Problem to solve: Copy out the lines of the records below, and only those lines, from the one with "intercept + slope" through the one with "the weighted mean.", exactly as they appear.

--- Data for this exercise Enclosed Below ---

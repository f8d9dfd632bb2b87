//! Local weighted linear regression.
//!
//! ## Purpose
//!
//! This module holds the per-point fit of the smoother: kernel weights over
//! the nearest-neighbor window, optional robustness reweighting, and a
//! weighted least-squares line evaluated at the point being smoothed.
//!
//! ## Design notes
//!
//! * **Accumulation**: One pass collects the five weighted sums; `f64` uses
//!   `wide` lanes, other float types use the scalar path.
//! * **Degenerate windows**: Zero x-spread falls back to a weighted mean.
//! * **Zero weights**: Governed by [`ZeroWeightFallback`].

// External dependencies
use num_traits::Float;
use serde::{Deserialize, Serialize};
use wide::f64x4;

// Internal dependencies
use crate::math::kernel::WeightFunction;
use crate::primitives::window::Window;

// ============================================================================
// Zero-Weight Fallback Policy
// ============================================================================

/// Policy for a local fit whose weights all vanish.
#[derive(Debug, Clone, Copy, PartialEq, Eq, Default, Serialize, Deserialize)]
pub enum ZeroWeightFallback {
    /// Unweighted mean of the window (default).
    #[default]
    UseLocalMean,

    /// Keep the observed flux value.
    ReturnOriginal,

    /// Report no fit; the executor keeps the previous estimate.
    ReturnNone,
}

impl ZeroWeightFallback {
    fn resolve<T: Float>(self, y: &[T], window: Window, idx: usize) -> Option<T> {
        match self {
            Self::UseLocalMean => {
                let slice = &y[window.left..=window.right];
                let sum = slice.iter().fold(T::zero(), |acc, &v| acc + v);
                Some(sum / T::from(slice.len()).unwrap_or(T::one()))
            }
            Self::ReturnOriginal => Some(y[idx]),
            Self::ReturnNone => None,
        }
    }
}

// ============================================================================
// Weighted Sums
// ============================================================================

/// Weighted sums `(Σw, Σwx, Σwy, Σwxx, Σwxy)` of one window, with x measured
/// from a caller-chosen origin.
#[derive(Debug, Clone, Copy, PartialEq)]
pub struct WeightedSums<T> {
    pub w: T,
    pub wx: T,
    pub wy: T,
    pub wxx: T,
    pub wxy: T,
}

/// Float types that know how to accumulate weighted sums.
pub trait WeightedAccumulate: Float {
    /// Accumulate weighted sums over paired slices.
    fn accumulate(x: &[Self], y: &[Self], w: &[Self], origin: Self) -> WeightedSums<Self> {
        accumulate_scalar(x, y, w, origin)
    }
}

impl WeightedAccumulate for f32 {}

impl WeightedAccumulate for f64 {
    fn accumulate(x: &[f64], y: &[f64], w: &[f64], origin: f64) -> WeightedSums<f64> {
        accumulate_simd_f64(x, y, w, origin)
    }
}

/// Generic scalar accumulation.
pub fn accumulate_scalar<T: Float>(x: &[T], y: &[T], w: &[T], origin: T) -> WeightedSums<T> {
    let mut s = WeightedSums {
        w: T::zero(),
        wx: T::zero(),
        wy: T::zero(),
        wxx: T::zero(),
        wxy: T::zero(),
    };
    for ((&xi, &yi), &wi) in x.iter().zip(y).zip(w) {
        let xi = xi - origin;
        let wx = wi * xi;
        s.w = s.w + wi;
        s.wx = s.wx + wx;
        s.wy = s.wy + wi * yi;
        s.wxx = s.wxx + wx * xi;
        s.wxy = s.wxy + wx * yi;
    }
    s
}

/// Four-lane accumulation for `f64`.
pub fn accumulate_simd_f64(x: &[f64], y: &[f64], w: &[f64], origin: f64) -> WeightedSums<f64> {
    let n = x.len().min(y.len()).min(w.len());
    let (x, y, w) = (&x[..n], &y[..n], &w[..n]);

    let o = f64x4::splat(origin);
    let mut s_w = f64x4::splat(0.0);
    let mut s_wx = f64x4::splat(0.0);
    let mut s_wy = f64x4::splat(0.0);
    let mut s_wxx = f64x4::splat(0.0);
    let mut s_wxy = f64x4::splat(0.0);

    let xc = x.chunks_exact(4);
    let yc = y.chunks_exact(4);
    let wc = w.chunks_exact(4);
    let (xr, yr, wr) = (xc.remainder(), yc.remainder(), wc.remainder());

    for ((xs, ys), ws) in xc.zip(yc).zip(wc) {
        let xv = f64x4::new([xs[0], xs[1], xs[2], xs[3]]) - o;
        let yv = f64x4::new([ys[0], ys[1], ys[2], ys[3]]);
        let wv = f64x4::new([ws[0], ws[1], ws[2], ws[3]]);
        let wx = wv * xv;
        s_w += wv;
        s_wx += wx;
        s_wy += wv * yv;
        s_wxx += wx * xv;
        s_wxy += wx * yv;
    }

    let tail = accumulate_scalar(xr, yr, wr, origin);
    WeightedSums {
        w: s_w.reduce_add() + tail.w,
        wx: s_wx.reduce_add() + tail.wx,
        wy: s_wy.reduce_add() + tail.wy,
        wxx: s_wxx.reduce_add() + tail.wxx,
        wxy: s_wxy.reduce_add() + tail.wxy,
    }
}

// ============================================================================
// LinearFit
// ============================================================================

/// Straight-line fit `y = intercept + slope * x`.
#[derive(Debug, Clone, Copy, PartialEq)]
pub struct LinearFit<T> {
    pub slope: T,
    pub intercept: T,
}

impl<T: Float> LinearFit<T> {
    /// Horizontal line at `level`.
    pub fn constant(level: T) -> Self {
        Self {
            slope: T::zero(),
            intercept: level,
        }
    }

    #[inline]
    pub fn predict(&self, x: T) -> T {
        self.intercept + self.slope * x
    }

    /// Solve the normal equations from accumulated sums.
    ///
    /// Returns `None` when the total weight is not positive. A spread below
    /// `tol` collapses to the weighted mean.
    pub fn from_sums(s: WeightedSums<T>, tol: T) -> Option<Self> {
        if s.w <= T::zero() {
            return None;
        }
        let x_mean = s.wx / s.w;
        let y_mean = s.wy / s.w;
        let variance = s.wxx - s.wx * x_mean;
        if variance <= tol {
            return Some(Self::constant(y_mean));
        }
        let slope = (s.wxy - s.wx * y_mean) / variance;
        Some(Self {
            slope,
            intercept: y_mean - slope * x_mean,
        })
    }
}

impl<T: WeightedAccumulate> LinearFit<T> {
    /// Weighted least squares with x measured from `origin`.
    ///
    /// The returned line is in shifted coordinates, so `predict(0)` is the
    /// fitted value at `origin`.
    pub fn fit_wls(x: &[T], y: &[T], weights: &[T], origin: T, radius: T) -> Option<Self> {
        let sums = T::accumulate(x, y, weights, origin);
        let tol = T::from(1e-7).unwrap().max(T::epsilon() * radius * radius);
        Self::from_sums(sums, tol)
    }
}

// ============================================================================
// Local Fit
// ============================================================================

/// Everything needed to smooth one point.
pub struct LocalFit<'a, T> {
    pub x: &'a [T],
    pub y: &'a [T],
    pub idx: usize,
    pub window: Window,
    /// Robustness weights, or `None` on the first pass.
    pub robustness_weights: Option<&'a [T]>,
    /// Scratch space for kernel weights, same length as `x`.
    pub weights: &'a mut [T],
    pub weight_function: WeightFunction,
    pub zero_weight_fallback: ZeroWeightFallback,
}

impl<T: WeightedAccumulate> LocalFit<'_, T> {
    /// Smoothed value at `x[idx]`.
    pub fn fit(&mut self) -> Option<T> {
        let n = self.x.len();
        if self.idx >= n || self.window.right >= n || self.window.left > self.window.right {
            return None;
        }

        let x_current = self.x[self.idx];
        let radius = self.window.max_distance(self.x, x_current);

        // All neighbors share one timestamp
        if radius <= T::zero() {
            let (mut sum_w, mut sum_wy) = (T::zero(), T::zero());
            for j in self.window.left..=self.window.right {
                let w = self.robustness_weights.map_or(T::one(), |r| r[j]);
                sum_w = sum_w + w;
                sum_wy = sum_wy + w * self.y[j];
            }
            return if sum_w > T::zero() {
                Some(sum_wy / sum_w)
            } else {
                self.zero_weight_fallback.resolve(self.y, self.window, self.idx)
            };
        }

        let h1 = T::from(0.001).unwrap() * radius;
        let h9 = T::from(0.999).unwrap() * radius;
        let (mut weight_sum, rightmost) = self.weight_function.compute_window_weights(
            self.x,
            self.window.left,
            self.window.right,
            x_current,
            radius,
            h1,
            h9,
            self.weights,
        );

        if let Some(robust) = self.robustness_weights {
            weight_sum = T::zero();
            for j in self.window.left..=rightmost {
                let w = self.weights[j] * robust[j];
                self.weights[j] = w;
                weight_sum = weight_sum + w;
            }
        }

        if weight_sum <= T::zero() {
            return self.zero_weight_fallback.resolve(self.y, self.window, self.idx);
        }

        let range = self.window.left..=rightmost;
        let model = LinearFit::fit_wls(
            &self.x[range.clone()],
            &self.y[range.clone()],
            &self.weights[range],
            x_current,
            radius,
        );
        match model {
            Some(m) => Some(m.predict(T::zero())),
            None => self.zero_weight_fallback.resolve(self.y, self.window, self.idx),
        }
    }
}
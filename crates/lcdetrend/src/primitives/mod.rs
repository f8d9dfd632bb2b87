//! Layer 1: Primitives
//!
//! # Purpose
//!
//! This layer provides the data structures and utilities used throughout the
//! crate: errors, smoothing windows, working buffers, gap segmentation and
//! sorting. It has zero internal dependencies within the crate.
//!
//! # Architecture
//!
//! ```text
//! Layer 8: Pipeline
//!   ↓
//! Layer 7: API
//!   ↓
//! Layer 6: Adapters
//!   ↓
//! Layer 5: Engine
//!   ↓
//! Layer 4: Evaluation
//!   ↓
//! Layer 3: Algorithms
//!   ↓
//! Layer 2: Math
//!   ↓
//! Layer 1: Primitives ← You are here
//! ```

/// Shared error types.
pub mod errors;

/// Windowing logic.
pub mod window;

/// Buffer management.
pub mod buffer;

/// Gap-based segmentation of time series.
pub mod segment;

/// Sorting utilities.
pub mod sorting;
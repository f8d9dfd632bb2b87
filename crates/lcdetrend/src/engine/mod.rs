//! Layer 5: Engine
//!
//! # Purpose
//!
//! This layer orchestrates the smoother:
//! - Validation of light curves and parameters
//! - The LOWESS iteration loop over one sorted series
//! - Result types handed back to callers
//!
//! # Architecture
//!
//! ```text
//! Layer 8: Pipeline
//!   ↓
//! Layer 7: API
//!   ↓
//! Layer 6: Adapters
//!   ↓
//! Layer 5: Engine ← You are here
//!   ↓
//! Layer 4: Evaluation
//!   ↓
//! Layer 3: Algorithms
//!   ↓
//! Layer 2: Math
//!   ↓
//! Layer 1: Primitives
//! ```

/// Core execution loop.
pub mod executor;

/// Detrending result types.
pub mod output;

/// Input and parameter validation.
pub mod validator;
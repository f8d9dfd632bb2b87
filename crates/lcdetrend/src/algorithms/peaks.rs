//! Peak detection in sampled signals.
//!
//! ## Purpose
//!
//! Finds local maxima in periodograms (to rank secondary period candidates)
//! and in light curves (to cut out the crests and troughs of strong stellar
//! variability).
//!
//! ## Key concepts
//!
//! * **Plateau**: A run of equal samples higher than both neighbours; the
//!   peak is placed at its middle (rounding down).
//! * **Distance**: Minimum index separation. Higher peaks win; lower peaks
//!   within `distance` of a kept peak are dropped.
//! * **Prominence**: Height above the higher of the two lowest points reached
//!   before the signal climbs above the peak on either side.
//! * **Width**: Distance between the crossings of the line half a prominence
//!   below the peak, linearly interpolated between samples.
//!
//! ## Invariants
//!
//! * Returned peaks are in ascending index order.
//! * The first and last samples are never peaks.

// External dependencies
use core::cmp::Ordering;
use serde::{Deserialize, Serialize};

/// Filters applied by [`find_peaks`]. `None` disables a filter.
#[derive(Debug, Clone, Copy, Default, PartialEq, Serialize, Deserialize)]
pub struct PeakOptions {
    /// Minimum separation in samples between kept peaks.
    pub distance: Option<usize>,

    /// Minimum width in samples at half prominence.
    pub width: Option<f64>,

    /// Minimum prominence.
    pub prominence: Option<f64>,
}

impl PeakOptions {
    pub fn with_distance(mut self, distance: usize) -> Self {
        self.distance = Some(distance);
        self
    }

    pub fn with_width(mut self, width: f64) -> Self {
        self.width = Some(width);
        self
    }

    pub fn with_prominence(mut self, prominence: f64) -> Self {
        self.prominence = Some(prominence);
        self
    }
}

/// One detected peak.
#[derive(Debug, Clone, Copy, PartialEq, Serialize, Deserialize)]
pub struct Peak {
    /// Sample index of the peak.
    pub index: usize,

    /// Prominence of the peak.
    pub prominence: f64,

    /// Width at half prominence, in samples.
    pub width: f64,
}

/// Find peaks in `signal` that pass every filter in `options`.
pub fn find_peaks(signal: &[f64], options: &PeakOptions) -> Vec<usize> {
    find_peaks_detailed(signal, options).into_iter().map(|p| p.index).collect()
}

/// Like [`find_peaks`] but also reports prominence and width.
pub fn find_peaks_detailed(signal: &[f64], options: &PeakOptions) -> Vec<Peak> {
    let mut candidates = local_maxima(signal);

    if let Some(distance) = options.distance.filter(|&d| d > 1) {
        candidates = select_by_distance(signal, &candidates, distance);
    }

    let mut peaks = Vec::with_capacity(candidates.len());
    for idx in candidates {
        let (prominence, left_base, right_base) = prominence(signal, idx);
        if options.prominence.is_some_and(|min| prominence < min) {
            continue;
        }

        let width = half_prominence_width(signal, idx, prominence, left_base, right_base);
        if options.width.is_some_and(|min| width < min) {
            continue;
        }

        peaks.push(Peak {
            index: idx,
            prominence,
            width,
        });
    }
    peaks
}

/// Indices of `peaks` ordered by descending signal value (stable on ties).
pub fn rank_peaks(signal: &[f64], peaks: &[usize]) -> Vec<usize> {
    let mut ranked = peaks.to_vec();
    ranked.sort_by(|&a, &b| signal[b].partial_cmp(&signal[a]).unwrap_or(Ordering::Equal));
    ranked
}

// Local maxima, with flat tops resolved to their middle sample.
fn local_maxima(x: &[f64]) -> Vec<usize> {
    let n = x.len();
    let mut peaks = Vec::new();
    if n < 3 {
        return peaks;
    }

    let mut i = 1;
    let i_max = n - 1;
    while i < i_max {
        if x[i - 1] < x[i] {
            let mut ahead = i + 1;
            while ahead < i_max && x[ahead] == x[i] {
                ahead += 1;
            }
            if x[ahead] < x[i] {
                let right = ahead - 1;
                peaks.push((i + right) / 2);
                i = ahead;
            }
        }
        i += 1;
    }
    peaks
}

// Drop lower peaks closer than `distance` to a higher kept one.
fn select_by_distance(x: &[f64], peaks: &[usize], distance: usize) -> Vec<usize> {
    let mut keep = vec![true; peaks.len()];

    let mut order: Vec<usize> = (0..peaks.len()).collect();
    order.sort_by(|&a, &b| x[peaks[a]].partial_cmp(&x[peaks[b]]).unwrap_or(Ordering::Equal));

    for &j in order.iter().rev() {
        if !keep[j] {
            continue;
        }
        let mut k = j;
        while k > 0 && peaks[j] - peaks[k - 1] < distance {
            keep[k - 1] = false;
            k -= 1;
        }
        let mut k = j + 1;
        while k < peaks.len() && peaks[k] - peaks[j] < distance {
            keep[k] = false;
            k += 1;
        }
    }

    peaks.iter().zip(&keep).filter(|&(_, &k)| k).map(|(&p, _)| p).collect()
}

// Prominence and the indices of the left and right bases.
fn prominence(x: &[f64], peak: usize) -> (f64, usize, usize) {
    let height = x[peak];

    let mut left_min = height;
    let mut left_base = peak;
    let mut i = peak;
    loop {
        if x[i] > height {
            break;
        }
        if x[i] < left_min {
            left_min = x[i];
            left_base = i;
        }
        if i == 0 {
            break;
        }
        i -= 1;
    }

    let mut right_min = height;
    let mut right_base = peak;
    for (j, &v) in x.iter().enumerate().skip(peak) {
        if v > height {
            break;
        }
        if v < right_min {
            right_min = v;
            right_base = j;
        }
    }

    (height - left_min.max(right_min), left_base, right_base)
}

fn half_prominence_width(x: &[f64], peak: usize, prominence: f64, left_base: usize, right_base: usize) -> f64 {
    let level = x[peak] - 0.5 * prominence;

    let mut i = peak;
    while left_base < i && level < x[i] {
        i -= 1;
    }
    let mut left = i as f64;
    if x[i] < level {
        left += (level - x[i]) / (x[i + 1] - x[i]);
    }

    let mut i = peak;
    while i < right_base && level < x[i] {
        i += 1;
    }
    let mut right = i as f64;
    if x[i] < level {
        right -= (level - x[i]) / (x[i - 1] - x[i]);
    }

    right - left
}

--- End of Enclosed Data for this exercise ---

Task output:
/// Straight-line fit `y = intercept + slope * x`.
#[derive(Debug, Clone, Copy, PartialEq)]
pub struct LinearFit<T> {
    pub slope: T,
    pub intercept: T,
}

impl<T: Float> LinearFit<T> {
    /// Horizontal line at `level`.
    pub fn constant(level: T) -> Self {
        Self {
            slope: T::zero(),
            intercept: level,
        }
    }

    #[inline]
    pub fn predict(&self, x: T) -> T {
        self.intercept + self.slope * x
    }

    /// Solve the normal equations from accumulated sums.
    ///
    /// Returns `None` when the total weight is not positive. A spread below
    /// `tol` collapses to the weighted mean.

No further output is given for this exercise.